Que as crianças não me ouçam, mas é só bater o olho e notar
que se trata de um caminhão submetido à mais descuidada das adaptações, pois
então é isso agora: simplesmente se acopla um nariz cilíndrico na frente do veículo
e já se tem pronta uma locomotiva, tudo bem, vá lá, há compensação nas
carrocerias, projeto caprichado, quatro ornamentados vagões que transportam a
festa, carga pesada de muita empolgação.
Menos na última fileira do quarto vagão, onde uma mulher
passa um dobrado para conseguir entusiasmar o menininho ao seu lado, só falta ajoelhar
e implorar pelo mínimo sorriso que seja, mas ele se mantém irredutível, braços
cruzados, expressão emburrada, dissonância entre as outras crianças que batem
palmas, cantam, distraem-se com bolas coloridas, acenam para passantes e carros,
o fato é que, à diferença dos carregamentos de coisas inanimadas, aos carregamentos
de gente não é de se estranhar haver diversidade e exceções.
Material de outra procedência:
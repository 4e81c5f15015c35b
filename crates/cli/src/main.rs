//! Search Sense CLI
//!
//! Main entry point for the `sense` command-line tool: ask a question, get
//! back a cited answer synthesized from live web search results.

mod commands;

use clap::{Parser, Subcommand};
use commands::AskCommand;
use sense_core::{config::AppConfig, logging, PipelineResult};
use std::path::PathBuf;

/// Search Sense - cited answers from web search and an LLM
#[derive(Parser, Debug)]
#[command(name = "sense")]
#[command(about = "Ask a question, get a cited answer synthesized from web search", long_about = None)]
#[command(version)]
struct Cli {
    /// Path to config file
    #[arg(short, long, global = true)]
    config: Option<PathBuf>,

    /// Log level (error, warn, info, debug, trace)
    #[arg(long, global = true, env = "RUST_LOG")]
    log_level: Option<String>,

    /// Enable verbose output (sets log level to debug)
    #[arg(short, long, global = true)]
    verbose: bool,

    /// Disable colored output
    #[arg(long, global = true, env = "NO_COLOR")]
    no_color: bool,

    /// Model identifier for the completion backend
    #[arg(short, long, global = true, env = "SENSE_MODEL")]
    model: Option<String>,

    /// Search backend base URL
    #[arg(long, global = true, env = "SENSE_SEARCH_URL")]
    search_url: Option<String>,

    #[command(subcommand)]
    command: Commands,
}

#[derive(Subcommand, Debug)]
enum Commands {
    /// Ask a question and print a cited answer
    Ask(AskCommand),
}

#[tokio::main]
async fn main() -> PipelineResult<()> {
    // Parse command-line arguments first (needed for logging config)
    let cli = Cli::parse();

    // Load base configuration from the environment, then apply CLI overrides
    let config = AppConfig::load()?.with_overrides(
        cli.config,
        cli.model,
        cli.search_url,
        None,
        cli.log_level,
        cli.verbose,
        cli.no_color,
    )?;

    // Initialize logging with final configuration
    logging::init_logging(config.log_level.as_deref(), config.no_color)?;

    tracing::info!("Search Sense CLI starting");
    tracing::debug!("Model: {}", config.model);
    tracing::debug!("Search backend: {}", config.search_url);

    let command_name = match &cli.command {
        Commands::Ask(_) => "ask",
    };
    let _span = tracing::info_span!("command", name = command_name).entered();

    // Route to command handlers
    let result = match cli.command {
        Commands::Ask(cmd) => cmd.execute(&config).await,
    };

    match &result {
        Ok(_) => tracing::info!("Command completed successfully"),
        Err(e) => tracing::error!("Command failed: {}", e),
    }

    result
}
//! OpenRouter completion adapter.
//!
//! OpenRouter exposes an OpenAI-compatible chat-completions API:
//! https://openrouter.ai/docs

use sense_core::{PipelineError, PipelineResult};
use serde::{Deserialize, Serialize};

use crate::client::{AnswerClient, ChatMessage, Completion, CompletionUsage};

/// Default OpenRouter API base URL.
const DEFAULT_BASE_URL: &str = "https://openrouter.ai/api/v1";

/// Application identifier sent in the `X-Title` header.
const APP_TITLE: &str = "Search Sense";

// Fixed generation parameters: deterministic-leaning sampling and a bounded
// completion length. These are adapter configuration, not pipeline inputs.
const TEMPERATURE: f32 = 0.2;
const MAX_TOKENS: u32 = 4000;
const TOP_P: f32 = 0.9;
const FREQUENCY_PENALTY: f32 = 0.1;
const PRESENCE_PENALTY: f32 = 0.1;

/// OpenRouter chat-completions request format.
#[derive(Debug, Serialize)]
struct ChatCompletionRequest<'a> {
    model: &'a str,
    messages: &'a [ChatMessage],
    temperature: f32,
    max_tokens: u32,
    stream: bool,
    top_p: f32,
    frequency_penalty: f32,
    presence_penalty: f32,
}

/// OpenRouter chat-completions response format.
#[derive(Debug, Deserialize)]
struct ChatCompletionResponse {
    #[serde(default)]
    choices: Vec<Choice>,
    usage: Option<CompletionUsage>,
}

#[derive(Debug, Deserialize)]
struct Choice {
    message: ChoiceMessage,
}

#[derive(Debug, Deserialize)]
struct ChoiceMessage {
    #[serde(default)]
    content: String,
}

/// Error body returned by OpenRouter on non-success statuses.
#[derive(Debug, Deserialize)]
struct ErrorResponse {
    error: Option<ErrorDetail>,
}

#[derive(Debug, Deserialize)]
struct ErrorDetail {
    message: String,
}

/// OpenRouter completion client.
pub struct OpenRouterClient {
    api_key: String,
    base_url: String,
    model: String,
    app_url: String,
    client: reqwest::Client,
}

impl OpenRouterClient {
    /// Create a new client.
    ///
    /// Fails fast with [`PipelineError::MisconfiguredCredential`] when the
    /// key is missing or blank, so a misconfigured process cannot get as far
    /// as a runtime call failure.
    pub fn new(api_key: impl Into<String>) -> PipelineResult<Self> {
        let api_key = api_key.into();
        if api_key.trim().is_empty() {
            return Err(PipelineError::MisconfiguredCredential(
                "OpenRouter API key is empty; set SENSE_API_KEY or OPENROUTER_API_KEY"
                    .to_string(),
            ));
        }

        Ok(Self {
            api_key,
            base_url: DEFAULT_BASE_URL.to_string(),
            model: sense_core::config::DEFAULT_MODEL.to_string(),
            app_url: sense_core::config::DEFAULT_APP_URL.to_string(),
            client: reqwest::Client::new(),
        })
    }

    /// Override the API base URL.
    pub fn with_base_url(mut self, base_url: impl Into<String>) -> Self {
        self.base_url = base_url.into();
        self
    }

    /// Set the model identifier sent with every request.
    pub fn with_model(mut self, model: impl Into<String>) -> Self {
        self.model = model.into();
        self
    }

    /// Set the application URL sent as the `HTTP-Referer` header.
    pub fn with_app_url(mut self, app_url: impl Into<String>) -> Self {
        self.app_url = app_url.into();
        self
    }
}

#[async_trait::async_trait]
impl AnswerClient for OpenRouterClient {
    fn provider_name(&self) -> &str {
        "openrouter"
    }

    async fn complete(&self, messages: &[ChatMessage]) -> PipelineResult<Completion> {
        tracing::info!("Sending completion request to OpenRouter");
        tracing::debug!(model = %self.model, message_count = messages.len());

        let url = format!("{}/chat/completions", self.base_url);
        let body = ChatCompletionRequest {
            model: &self.model,
            messages,
            temperature: TEMPERATURE,
            max_tokens: MAX_TOKENS,
            stream: false,
            top_p: TOP_P,
            frequency_penalty: FREQUENCY_PENALTY,
            presence_penalty: PRESENCE_PENALTY,
        };

        let response = self
            .client
            .post(&url)
            .bearer_auth(&self.api_key)
            .header("HTTP-Referer", &self.app_url)
            .header("X-Title", APP_TITLE)
            .json(&body)
            .send()
            .await
            .map_err(transport_error)?;

        let status = response.status();
        if !status.is_success() {
            let message = response
                .text()
                .await
                .ok()
                .and_then(|text| serde_json::from_str::<ErrorResponse>(&text).ok())
                .and_then(|body| body.error)
                .map(|detail| detail.message)
                .unwrap_or_else(|| "unknown error occurred".to_string());

            return Err(PipelineError::CompletionService {
                status: status.as_u16(),
                message,
            });
        }

        let payload: ChatCompletionResponse =
            response
                .json()
                .await
                .map_err(|e| PipelineError::CompletionService {
                    status: status.as_u16(),
                    message: format!("failed to decode completion response: {e}"),
                })?;

        let Some(choice) = payload.choices.into_iter().next() else {
            tracing::warn!("Completion response contained no choices");
            return Err(PipelineError::EmptyCompletion);
        };

        tracing::info!("Received completion from OpenRouter");

        Ok(Completion {
            content: choice.message.content,
            usage: payload.usage,
        })
    }
}

/// Map a reqwest failure onto the transport variant, flagging timeouts.
fn transport_error(err: reqwest::Error) -> PipelineError {
    PipelineError::Transport {
        timeout: err.is_timeout(),
        message: format!("completion request failed: {err}"),
    }
}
O menino permanece
alheio à algazarra que o cerca. Logo abaixo de onde ele esta sentado, lê-se na
lataria do vagão “Trenzinho da Alegria”.
Tem-se
ouvido muita coisa ao redor, a musiquinha do caminhão de gás, o alto-falante que
anuncia as promoções do hipermercado, mas já faz tempo que não se percebe pelos
ares a chegada dos gritos agudos, da trilha sonora infantil, da estridência sucessiva
disparada pela buzina. No horário de sempre, ele nunca mais passou. Fazer o quê,
se do trenzinho, que é da alegria, nunca haverá de se esperar que seja assíduo.